Everest’s Objections to Judge Strand’s Order are overruled.
III. CONCLUSION
Upon the foregoing,
1. Plaintiff Progressive’s September 4, 2014, Objections (docket no. 106) to Judge Strand’s August 22, 2014, Order (docket no. 102) are overruled;
2. Non-party Everest’s September 5, 2014, Objections (docket no. 122) to Judge Strand’s August 22, 2014, Order (docket no. 102) are overruled; and
3. Judge Strand’s August 22, 2014, Order (docket no. 102) is affirmed.
IT IS SO ORDERED.
. This separate consideration is appropriate, notwithstanding that the FDIC-R did not so neatly separate its opposition to Progressive’s Objections on the basis of the protection or privilege at issue.
. Progressive also contends that Judge Strand’s Order is clearly erroneous, because Progressive has not waived protection for specific opinion work-product information incorporated into the communications with its reinsurers at issue here. Progressive contends that no waiver occurred, because its disclosures did not substantially increase the opportunities for potential adversaries, such as the FDIC-R, to obtain that information, when that information was only disclosed to its reinsurers and a reinsurance broker (as a conduit to the reinsurers), who do not have interests adverse to Progressive’s, but have, instead, the same incentives to keep the information confidential. This "objection” is inap-posite, however, because Judge Strand did not find any "waiver” of work-product protection; rather, he found that Progressive had failed to establish that any of the documents in question were protected by the work-product doctrine. See Order (docket no. 102), 302 F.R.D. at 502, at *4 ("[The documents] are not subject to protection under the work product doctrine.”).

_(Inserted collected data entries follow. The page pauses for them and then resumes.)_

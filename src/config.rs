use std::{
    env, fs,
    net::{IpAddr, Ipv4Addr, SocketAddr},
    path::PathBuf,
    str::FromStr,
};

#[cfg(feature = "tch-backend")]
use tch::Device;

use crate::error::ServiceError;

/// Side length of the square image the model was trained on.
pub const INPUT_SIZE: u32 = 50;

/// Order in which colour channels are laid out in the input tensor.
#[derive(Debug, Clone, Copy, PartialEq, Eq)]
pub enum ChannelOrder {
    Rgb,
    Bgr,
}

impl FromStr for ChannelOrder {
    type Err = String;

    fn from_str(raw: &str) -> Result<Self, Self::Err> {
        match raw.trim().to_lowercase().as_str() {
            "rgb" => Ok(Self::Rgb),
            "bgr" => Ok(Self::Bgr),
            other => Err(format!("unknown channel order '{other}'")),
        }
    }
}

#[derive(Debug, Clone)]
pub struct AppConfig {
    pub listen_addr: SocketAddr,
    pub media_root: PathBuf,
    pub media_url: String,
    pub model_path: PathBuf,
    pub model_name: String,
    pub channel_order: ChannelOrder,
    pub body_limit_bytes: usize,
    #[cfg(feature = "tch-backend")]
    pub device: Device,
}

impl AppConfig {
    pub fn from_env() -> anyhow::Result<Self> {
        Self::from_lookup(|key| env::var(key).ok())
    }

    /// Builds the config from an arbitrary key lookup, falling back to defaults
    /// for anything unset or unparsable.
    pub fn from_lookup<F>(lookup: F) -> anyhow::Result<Self>
    where
        F: Fn(&str) -> Option<String>,
    {
        let listen_addr = lookup("SERVER_ADDR")
            .and_then(|v| v.parse().ok())
            .unwrap_or_else(|| SocketAddr::new(IpAddr::V4(Ipv4Addr::LOCALHOST), 8080));

        let media_root = PathBuf::from(lookup("MEDIA_ROOT").unwrap_or_else(|| "media".into()));
        let media_url = normalize_media_url(&lookup("MEDIA_URL").unwrap_or_else(|| "/media/".into()));

        let model_path = PathBuf::from(
            lookup("MODEL_PATH").unwrap_or_else(|| "models/classifier.pt".to_string()),
        );
        let model_name = lookup("MODEL_NAME").unwrap_or_else(|| {
            model_path
                .file_stem()
                .map(|stem| stem.to_string_lossy().into_owned())
                .unwrap_or_else(|| "classifier".to_string())
        });

        let channel_order = match lookup("CHANNEL_ORDER") {
            Some(raw) => raw.parse().map_err(anyhow::Error::msg)?,
            None => ChannelOrder::Bgr,
        };

        let body_limit_mb = lookup("BODY_LIMIT_MB")
            .and_then(|v| v.parse::<usize>().ok())
            .unwrap_or(10);
        let body_limit_bytes = body_limit_mb
            .checked_mul(1024 * 1024)
            .ok_or_else(|| anyhow::anyhow!("BODY_LIMIT_MB={body_limit_mb} is too large"))?;

        #[cfg(feature = "tch-backend")]
        let device = {
            let raw = lookup("DEVICE").unwrap_or_else(|| "cpu".into());
            parse_device(&raw)
        };

        Ok(Self {
            listen_addr,
            media_root,
            media_url,
            model_path,
            model_name,
            channel_order,
            body_limit_bytes,
            #[cfg(feature = "tch-backend")]
            device,
        })
    }

    /// Resolves filesystem paths once so nothing later depends on the working
    /// directory. The model file must exist; the media root is created.
    pub fn validate(mut self) -> Result<Self, ServiceError> {
        self.model_path = fs::canonicalize(&self.model_path).map_err(|err| {
            ServiceError::ModelUnavailable(format!(
                "model artifact missing at {}: {err}",
                self.model_path.display()
            ))
        })?;
        if !self.model_path.is_file() {
            return Err(ServiceError::ModelUnavailable(format!(
                "model path {} is not a file",
                self.model_path.display()
            )));
        }

        fs::create_dir_all(&self.media_root)?;
        self.media_root = fs::canonicalize(&self.media_root)?;

        Ok(self)
    }
}

fn normalize_media_url(raw: &str) -> String {
    let trimmed = raw.trim().trim_matches('/');
    if trimmed.is_empty() {
        "/".to_string()
    } else {
        format!("/{trimmed}/")
    }
}

#[cfg(feature = "tch-backend")]
fn parse_device(raw: &str) -> Device {
    let lower = raw.to_lowercase();
    if lower == "cpu" {
        Device::Cpu
    } else if lower.starts_with("cuda") {
        let idx = lower
            .split(':')
            .nth(1)
            .and_then(|s| s.parse::<usize>().ok())
            .unwrap_or(0);
        if tch::Cuda::is_available() {
            Device::Cuda(idx)
        } else {
            tracing::warn!(requested = %raw, "CUDA unavailable, falling back to CPU");
            Device::Cpu
        }
    } else {
        Device::Cpu
    }
}
//! Inventory file (`inventory.toml`) parser.

use serde::{Deserialize, Serialize};
use std::path::Path;

/// Resource dimensions used when an inventory doesn't name its own.
pub const DEFAULT_RESOURCES: [&str; 2] = ["cpu", "ram"];

#[derive(Debug, Clone, Serialize, Deserialize, PartialEq)]
pub struct InventoryConfig {
    /// Names of the resource dimensions, in vector order.
    #[serde(default = "default_resources")]
    pub resources: Vec<String>,
    /// Services to place, in processing order.
    #[serde(default)]
    pub services: Vec<ServiceConfig>,
    /// Server pool, in scoring order.
    #[serde(default)]
    pub servers: Vec<ServerConfig>,
}

#[derive(Debug, Clone, Serialize, Deserialize, PartialEq)]
pub struct ServiceConfig {
    pub id: String,
    pub demand: Vec<f64>,
}

#[derive(Debug, Clone, Serialize, Deserialize, PartialEq)]
pub struct ServerConfig {
    pub id: String,
    pub capacity: Vec<f64>,
}

fn default_resources() -> Vec<String> {
    DEFAULT_RESOURCES.iter().map(|r| r.to_string()).collect()
}

impl InventoryConfig {
    pub fn from_file(path: &Path) -> anyhow::Result<Self> {
        let content = std::fs::read_to_string(path)?;
        Self::from_toml_str(&content)
    }

    pub fn from_toml_str(content: &str) -> anyhow::Result<Self> {
        let config: InventoryConfig = toml::from_str(content)?;
        Ok(config)
    }

    pub fn to_toml_string(&self) -> anyhow::Result<String> {
        Ok(toml::to_string_pretty(self)?)
    }

    /// The three-tier CPU/RAM scenario: a web server, a backend API and
    /// a database placed onto a small, a medium and a large server.
    pub fn demo() -> Self {
        let service = |id: &str, cpu: f64, ram: f64| ServiceConfig {
            id: id.to_string(),
            demand: vec![cpu, ram],
        };
        let server = |id: &str, cpu: f64, ram: f64| ServerConfig {
            id: id.to_string(),
            capacity: vec![cpu, ram],
        };

        InventoryConfig {
            resources: default_resources(),
            services: vec![
                service("web-server", 2.0, 2.0),
                service("backend-api", 3.0, 3.0),
                service("database", 3.0, 4.0),
            ],
            servers: vec![
                server("server-1-small", 4.0, 4.0),
                server("server-2-medium", 6.0, 8.0),
                server("server-3-large", 8.0, 16.0),
            ],
        }
    }
}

. In PepsiCo, the Eighth Circuit Court of Appeals also observed, “Work product is not discoverable unless the party seeking discovery has a substantial need for the materials and cannot obtain the substantial equivalent through other means." 305 F.3d at 817 (citing Fed.R.Civ.P. 26(b)(3)). The questions of the FDIC-R’s "substantial need for the materials” and whether the FDIC-R “cannot obtain the substantial equivalent through other means” (i.e., “hardship”) were not at issue in Judge Strand’s Order, because he concluded that Progressive failed to meet its burden to show that the documents in question were prepared or obtained because of the prospect of litigation. See Order, 302 F.R.D. at 501, at *3 (citing the same "test” from Simon and explaining that, if the party asserting protection meets its burden, the burden shifts to the party seeking the materials to show "substantial need” and "undue hardship”); id. at 501, at *3 (finding that Progressive failed to meet its burden to show that the documents in question were prepared or obtained in anticipation of litigation).

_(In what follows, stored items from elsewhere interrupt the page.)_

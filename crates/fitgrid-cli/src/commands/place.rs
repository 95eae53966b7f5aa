use std::path::Path;

use anyhow::Context;
use fitgrid_core::InventoryConfig;
use fitgrid_placement::{
    EventLog, PlacementEvent, PlacementObserver, PlacementOutcome, TracingObserver,
    inventory_to_inputs, place_with_observer,
};
use tracing::info;

use crate::Format;
use crate::report;

pub fn run(inventory: &Path, format: Format, trace: bool) -> anyhow::Result<()> {
    let config = InventoryConfig::from_file(inventory)
        .with_context(|| format!("failed to load inventory {}", inventory.display()))?;
    info!(path = %inventory.display(), "loaded inventory");
    execute(&config, format, trace)
}

pub fn demo(format: Format, trace: bool) -> anyhow::Result<()> {
    execute(&InventoryConfig::demo(), format, trace)
}

fn execute(config: &InventoryConfig, format: Format, trace: bool) -> anyhow::Result<()> {
    let (outcome, log) = run_placement(config)?;
    let events = trace.then(|| log.into_events());

    match format {
        Format::Json => {
            let json = report::json_report(&outcome, events.as_deref())?;
            println!("{}", serde_json::to_string_pretty(&json)?);
        }
        Format::Text => {
            print!("{}", report::format_report(&outcome, events.as_deref()));
        }
    }

    Ok(())
}

fn run_placement(config: &InventoryConfig) -> anyhow::Result<(PlacementOutcome, EventLog)> {
    let (services, pool) = inventory_to_inputs(config).context("invalid inventory")?;
    info!(services = services.len(), servers = pool.len(), "placing services");

    let mut log = EventLog::new();
    let mut tracer = TracingObserver;
    let outcome = place_with_observer(&services, pool, &mut |event: &PlacementEvent| {
        tracer.on_event(event);
        log.on_event(event);
    })
    .context("invalid inventory")?;
    Ok((outcome, log))
}
//! Placement error types.

use thiserror::Error;

/// Input that violates the data model and is rejected before any scoring.
///
/// An infeasible service is not an error: it is recorded as
/// [`Assignment::Unplaced`](crate::Assignment::Unplaced).
#[derive(Debug, Clone, PartialEq, Error)]
pub enum PlacementError {
    #[error("{owner}: negative quantity {value} for resource '{resource}'")]
    NegativeQuantity {
        owner: String,
        resource: String,
        value: f64,
    },

    #[error("{owner}: non-finite quantity for resource '{resource}'")]
    NonFiniteQuantity { owner: String, resource: String },

    #[error("{owner}: expected {expected} resource dimensions, found {found}")]
    DimensionMismatch {
        owner: String,
        expected: usize,
        found: usize,
    },

    #[error("server pool has no resource dimensions")]
    NoDimensions,

    #[error("duplicate service id: {0}")]
    DuplicateService(String),

    #[error("duplicate server id: {0}")]
    DuplicateServer(String),
}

. Progressive does not argue that the mere selection and compilation of the documents to be disclosed to reinsurers would reveal mental impressions concerning the potential liti*552gation, such that they are protected as work product. See Petersen, 967 F.2d at 1189.
. In contrast, Progressive cited copious authority in support of its contention that it did not waive work-product protection, see Progressive’s Response To [The FDIC-R’s] Motion To Compel (docket no. 75) at 11-12, an issue that Judge Strand ultimately did not reach in his Order.
. Progressive’s Reply is devoted entirely to supporting its Objections to the “work product” part of Judge Strand’s Order.